GFS2: Add test for resource group congestion status

This patch uses information gathered by the recent glock statistics patch in order to derrive a boolean verdict on the congestion status of a resource group. This is then used when making decisions on which resource group to choose during block allocation. The aim is to avoid resource groups which are heavily contended by other nodes, while still ensuring locality of access wherever possible. Once a reservation has been made in a particular resource group we continue to use that resource group until a new reservation is required. This should help to ensure that we do not change resource groups too often.

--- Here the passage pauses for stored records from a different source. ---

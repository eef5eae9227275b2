//! Shared in-memory fake of the PC/SC transport, used by every integration
//! test in this directory so none of them touch real hardware.

use oath_daemon_lib::constants::{
    INS_CALCULATE, INS_DELETE, INS_LIST, INS_PUT, INS_SELECT, INS_SET_CODE, INS_VALIDATE,
    OATH_AID, PBKDF2_ITERATIONS, SW_NO_SUCH_OBJECT, SW_SECURITY_STATUS_NOT_SATISFIED, SW_SUCCESS,
    TAG_CHALLENGE, TAG_IMF, TAG_KEY, TAG_NAME, TAG_NAME_LIST, TAG_PROPERTY, TAG_RESPONSE,
    TAG_SERIAL_NUMBER, TAG_TRUNCATED_RESPONSE, TAG_VERSION,
};
use oath_daemon_lib::oath::apdu::{encode_tlv, find_tlv, parse_tlv};
use oath_daemon_lib::oath::error::{PcscError, PcscResult};
use oath_daemon_lib::oath::pcsc_context::{
    CardDisposition, CardHandle, CardProtocol, PcscTransport, ReaderCardState,
};
use async_trait::async_trait;
use hmac::{Hmac, Mac};
use pbkdf2::pbkdf2_hmac;
use sha1::Sha1;
use std::sync::atomic::{AtomicU64, Ordering};
use std::sync::Mutex;

type HmacSha1 = Hmac<Sha1>;

#[derive(Clone, Default)]
pub struct FakeCredential {
    pub name: String,
    pub digits: u8,
    pub value: u32,
    pub requires_touch: bool,
}

pub struct FakeTransportOptions {
    pub device_id_bytes: Vec<u8>,
    pub requires_password: bool,
    pub password: Option<String>,
    pub serial: u32,
    pub firmware: (u8, u8, u8),
    pub credentials: Vec<FakeCredential>,
    pub connect_failures: usize,
}

impl Default for FakeTransportOptions {
    fn default() -> Self {
        Self {
            device_id_bytes: vec![0xDE, 0xAD, 0xBE, 0xEF],
            requires_password: false,
            password: None,
            serial: 12345678,
            firmware: (5, 4, 3),
            credentials: Vec::new(),
            connect_failures: 0,
        }
    }
}

struct FakeState {
    device_id_bytes: Vec<u8>,
    device_challenge: Vec<u8>,
    auth_key: Option<[u8; 16]>,
    serial: u32,
    firmware: (u8, u8, u8),
    credentials: Vec<FakeCredential>,
    connect_failures_remaining: usize,
}

/// Stand-in for a real reader: answers OATH applet APDUs the way a token
/// would, keyed entirely off instruction/P1 (mirrors the teacher's own
/// fixed-response fakes for the PTY-backed `ykman` transport).
pub struct FakeTransport {
    state: Mutex<FakeState>,
    next_handle: AtomicU64,
}

impl FakeTransport {
    pub fn new(opts: FakeTransportOptions) -> Self {
        let auth_key = opts.password.as_ref().map(|p| derive_key(p.as_bytes(), &opts.device_id_bytes));
        let device_challenge = if opts.requires_password { vec![0x11; 8] } else { Vec::new() };
        Self {
            state: Mutex::new(FakeState {
                device_id_bytes: opts.device_id_bytes,
                device_challenge,
                auth_key,
                serial: opts.serial,
                firmware: opts.firmware,
                credentials: opts.credentials,
                connect_failures_remaining: opts.connect_failures,
            }),
            next_handle: AtomicU64::new(1),
        }
    }

    pub fn requires_password(&self) -> bool {
        self.state.lock().unwrap().auth_key.is_some()
    }

    fn select_response(&self) -> Vec<u8> {
        let state = self.state.lock().unwrap();
        let mut out = encode_tlv(TAG_NAME, &state.device_id_bytes);
        out.extend(encode_tlv(TAG_VERSION, &[state.firmware.0, state.firmware.1, state.firmware.2]));
        out.extend(encode_tlv(TAG_SERIAL_NUMBER, &state.serial.to_be_bytes()));
        if state.auth_key.is_some() {
            out.extend(encode_tlv(TAG_CHALLENGE, &state.device_challenge));
        }
        out.extend_from_slice(&SW_SUCCESS.to_be_bytes());
        out
    }

    fn calculate_all_response(&self) -> Vec<u8> {
        let state = self.state.lock().unwrap();
        let mut out = Vec::new();
        for cred in &state.credentials {
            // NAME carries the raw credential name, no algo/type prefix;
            // `isTotp` comes from the TRUNCATED_RESPONSE tag that follows.
            out.extend(encode_tlv(TAG_NAME, cred.name.as_bytes()));
            let mut trunc = vec![cred.digits];
            trunc.extend_from_slice(&cred.value.to_be_bytes());
            out.extend(encode_tlv(TAG_TRUNCATED_RESPONSE, &trunc));
        }
        out.extend_from_slice(&SW_SUCCESS.to_be_bytes());
        out
    }

    /// Nitrokey LIST v1: `NAME_LIST` (0x72) entries, each `algoByte + name +
    /// propertiesByte`, with no codes.
    fn list_v1_response(&self) -> Vec<u8> {
        let state = self.state.lock().unwrap();
        let mut out = Vec::new();
        for cred in &state.credentials {
            let mut value = vec![0x21];
            value.extend_from_slice(cred.name.as_bytes());
            value.push(if cred.requires_touch { 0x01 } else { 0x00 });
            out.extend(encode_tlv(TAG_NAME_LIST, &value));
        }
        out.extend_from_slice(&SW_SUCCESS.to_be_bytes());
        out
    }

    /// Standard LIST (the fallback when LIST v1 is unsupported): `NAME_LIST`
    /// entries of `algoByte + name`, no properties byte, no codes.
    fn name_list_response(&self) -> Vec<u8> {
        let state = self.state.lock().unwrap();
        let mut out = Vec::new();
        for cred in &state.credentials {
            let mut value = vec![0x21];
            value.extend_from_slice(cred.name.as_bytes());
            out.extend(encode_tlv(TAG_NAME_LIST, &value));
        }
        out.extend_from_slice(&SW_SUCCESS.to_be_bytes());
        out
    }

    fn calculate_one_response(&self, name: &str) -> Vec<u8> {
        let state = self.state.lock().unwrap();
        match state.credentials.iter().find(|c| c.name == name) {
            Some(cred) => {
                let mut trunc = vec![cred.digits];
                trunc.extend_from_slice(&cred.value.to_be_bytes());
                let mut out = encode_tlv(TAG_TRUNCATED_RESPONSE, &trunc);
                out.extend_from_slice(&SW_SUCCESS.to_be_bytes());
                out
            }
            None => SW_NO_SUCH_OBJECT.to_be_bytes().to_vec(),
        }
    }

    fn validate_response(&self, request_data: &[u8]) -> Vec<u8> {
        let mut state = self.state.lock().unwrap();
        let Some(key) = state.auth_key else {
            return SW_SECURITY_STATUS_NOT_SATISFIED.to_be_bytes().to_vec();
        };
        let tlvs = parse_tlv(request_data);
        let client_response = find_tlv(&tlvs, TAG_RESPONSE).map(|t| t.value.clone()).unwrap_or_default();
        let client_challenge = find_tlv(&tlvs, TAG_CHALLENGE).map(|t| t.value.clone()).unwrap_or_default();
        let expected_from_client = hmac_sha1(&key, &state.device_challenge);
        if client_response != expected_from_client {
            return SW_SECURITY_STATUS_NOT_SATISFIED.to_be_bytes().to_vec();
        }
        let response_to_client = hmac_sha1(&key, &client_challenge);
        let mut out = encode_tlv(TAG_RESPONSE, &response_to_client);
        out.extend_from_slice(&SW_SUCCESS.to_be_bytes());
        // A freshly validated session also re-rolls the device challenge, the
        // way a real applet would after consuming the old one.
        state.device_challenge = vec![0x22; 8];
        out
    }

    fn put_response(&self, data: &[u8]) -> Vec<u8> {
        let mut state = self.state.lock().unwrap();
        let tlvs = parse_tlv(data);
        let Some(name) = find_tlv(&tlvs, TAG_NAME) else {
            return SW_NO_SUCH_OBJECT.to_be_bytes().to_vec();
        };
        let digits = find_tlv(&tlvs, TAG_KEY).map(|t| t.value.get(1).copied().unwrap_or(6)).unwrap_or(6);
        let _ = find_tlv(&tlvs, TAG_PROPERTY);
        let _ = find_tlv(&tlvs, TAG_IMF);
        let name = String::from_utf8_lossy(&name.value).to_string();
        state.credentials.retain(|c| c.name != name);
        state.credentials.push(FakeCredential { name, digits, value: 0, requires_touch: false });
        SW_SUCCESS.to_be_bytes().to_vec()
    }

    fn delete_response(&self, data: &[u8]) -> Vec<u8> {
        let mut state = self.state.lock().unwrap();
        let tlvs = parse_tlv(data);
        let Some(name) = find_tlv(&tlvs, TAG_NAME) else {
            return SW_NO_SUCH_OBJECT.to_be_bytes().to_vec();
        };
        let name = String::from_utf8_lossy(&name.value).to_string();
        let before = state.credentials.len();
        state.credentials.retain(|c| c.name != name);
        if state.credentials.len() == before {
            SW_NO_SUCH_OBJECT.to_be_bytes().to_vec()
        } else {
            SW_SUCCESS.to_be_bytes().to_vec()
        }
    }

    fn set_code_response(&self, data: &[u8]) -> Vec<u8> {
        let mut state = self.state.lock().unwrap();
        if data.is_empty() {
            state.auth_key = None;
        } else {
            let tlvs = parse_tlv(data);
            if let Some(key_tlv) = find_tlv(&tlvs, TAG_KEY) {
                if key_tlv.value.len() >= 17 {
                    let mut key = [0u8; 16];
                    key.copy_from_slice(&key_tlv.value[1..17]);
                    state.auth_key = Some(key);
                }
            }
        }
        SW_SUCCESS.to_be_bytes().to_vec()
    }
}

fn derive_key(password: &[u8], salt: &[u8]) -> [u8; 16] {
    let mut key = [0u8; 16];
    pbkdf2_hmac::<Sha1>(password, salt, PBKDF2_ITERATIONS, &mut key);
    key
}

fn hmac_sha1(key: &[u8], message: &[u8]) -> Vec<u8> {
    let mut mac = HmacSha1::new_from_slice(key).expect("HMAC accepts a key of any length");
    mac.update(message);
    mac.finalize().into_bytes().to_vec()
}

/// Splits a short-form APDU into `(ins, p1, data)`; `Lc` is only present when
/// the builder that produced the command actually attached a data field.
fn split_apdu(command: &[u8], has_data: bool) -> (u8, u8, &[u8]) {
    let ins = command[1];
    let p1 = command[2];
    if !has_data || command.len() <= 4 {
        return (ins, p1, &[]);
    }
    let lc = command[4] as usize;
    (ins, p1, &command[5..5 + lc.min(command.len() - 5)])
}

#[async_trait]
impl PcscTransport for FakeTransport {
    fn list_readers(&self) -> PcscResult<Vec<String>> {
        Ok(vec!["Fake Reader 0".to_string()])
    }

    fn reader_card_state(&self, _reader_name: &str) -> PcscResult<ReaderCardState> {
        Ok(ReaderCardState::Present)
    }

    fn connect(&self, _reader_name: &str, _timeout_ms: u64) -> PcscResult<(CardHandle, CardProtocol)> {
        let mut state = self.state.lock().unwrap();
        if state.connect_failures_remaining > 0 {
            state.connect_failures_remaining -= 1;
            return Err(PcscError::Timeout);
        }
        let id = self.next_handle.fetch_add(1, Ordering::SeqCst);
        Ok((CardHandle(id), CardProtocol::T1))
    }

    fn reconnect(&self, _handle: CardHandle, _disposition: CardDisposition) -> PcscResult<CardProtocol> {
        Ok(CardProtocol::T1)
    }

    fn disconnect(&self, _handle: CardHandle, _disposition: CardDisposition) -> PcscResult<()> {
        Ok(())
    }

    fn begin_transaction(&self, _handle: CardHandle) -> PcscResult<()> {
        Ok(())
    }

    fn end_transaction(&self, _handle: CardHandle, _disposition: CardDisposition) -> PcscResult<()> {
        Ok(())
    }

    fn transmit(&self, _handle: CardHandle, _protocol: CardProtocol, command: &[u8]) -> PcscResult<Vec<u8>> {
        let ins = command[1];
        let p1 = command[2];
        match (ins, p1) {
            (i, 0x04) if i == INS_SELECT => {
                let (_, _, data) = split_apdu(command, true);
                if data == OATH_AID {
                    Ok(self.select_response())
                } else {
                    // Management/OTP/PIV probe, never reached once SELECT OATH
                    // already carried a nonzero serial; fail fast either way.
                    Ok(vec![0x6A, 0x82])
                }
            }
            (i, 0x00) if i == oath_daemon_lib::constants::INS_CALCULATE_ALL => Ok(self.calculate_all_response()),
            (i, 0x00) if i == INS_CALCULATE => {
                let (_, _, data) = split_apdu(command, true);
                let tlvs = parse_tlv(data);
                let name = find_tlv(&tlvs, TAG_NAME).map(|t| String::from_utf8_lossy(&t.value).to_string()).unwrap_or_default();
                Ok(self.calculate_one_response(&name))
            }
            (i, 0x00) if i == INS_LIST => {
                let (_, _, data) = split_apdu(command, true);
                if data.first() == Some(&0x01) {
                    Ok(self.list_v1_response())
                } else {
                    Ok(self.name_list_response())
                }
            }
            (i, 0x00) if i == INS_PUT => {
                let (_, _, data) = split_apdu(command, true);
                Ok(self.put_response(data))
            }
            (i, 0x00) if i == INS_DELETE => {
                let (_, _, data) = split_apdu(command, true);
                Ok(self.delete_response(data))
            }
            (i, 0x00) if i == INS_SET_CODE => {
                let (_, _, data) = split_apdu(command, true);
                Ok(self.set_code_response(data))
            }
            (i, 0x00) if i == INS_VALIDATE => {
                let (_, _, data) = split_apdu(command, true);
                Ok(self.validate_response(data))
            }
            _ => Ok(vec![0x6A, 0x82]),
        }
    }

    fn release(&self) -> PcscResult<()> {
        Ok(())
    }

    fn reestablish(&self) -> PcscResult<()> {
        Ok(())
    }
}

Signed-off-by: Steven Whitehouse <swhiteho@redhat.com>
author: Steven Whitehouse <swhiteho@redhat.com> 2012-10-31 09:58:42 +0000
committer: Steven Whitehouse <swhiteho@redhat.com> 2012-11-07 13:32:21 +0000
commit: bcd97c06308cbfa8b46e11762ea116300cdce772 (patch)
tree: 1659874b34998404ae05eb1c861e730df04d97e8 /fs/gfs2
parent: 06dfc30641370094ed522bf5949b2a326fe2741b (diff)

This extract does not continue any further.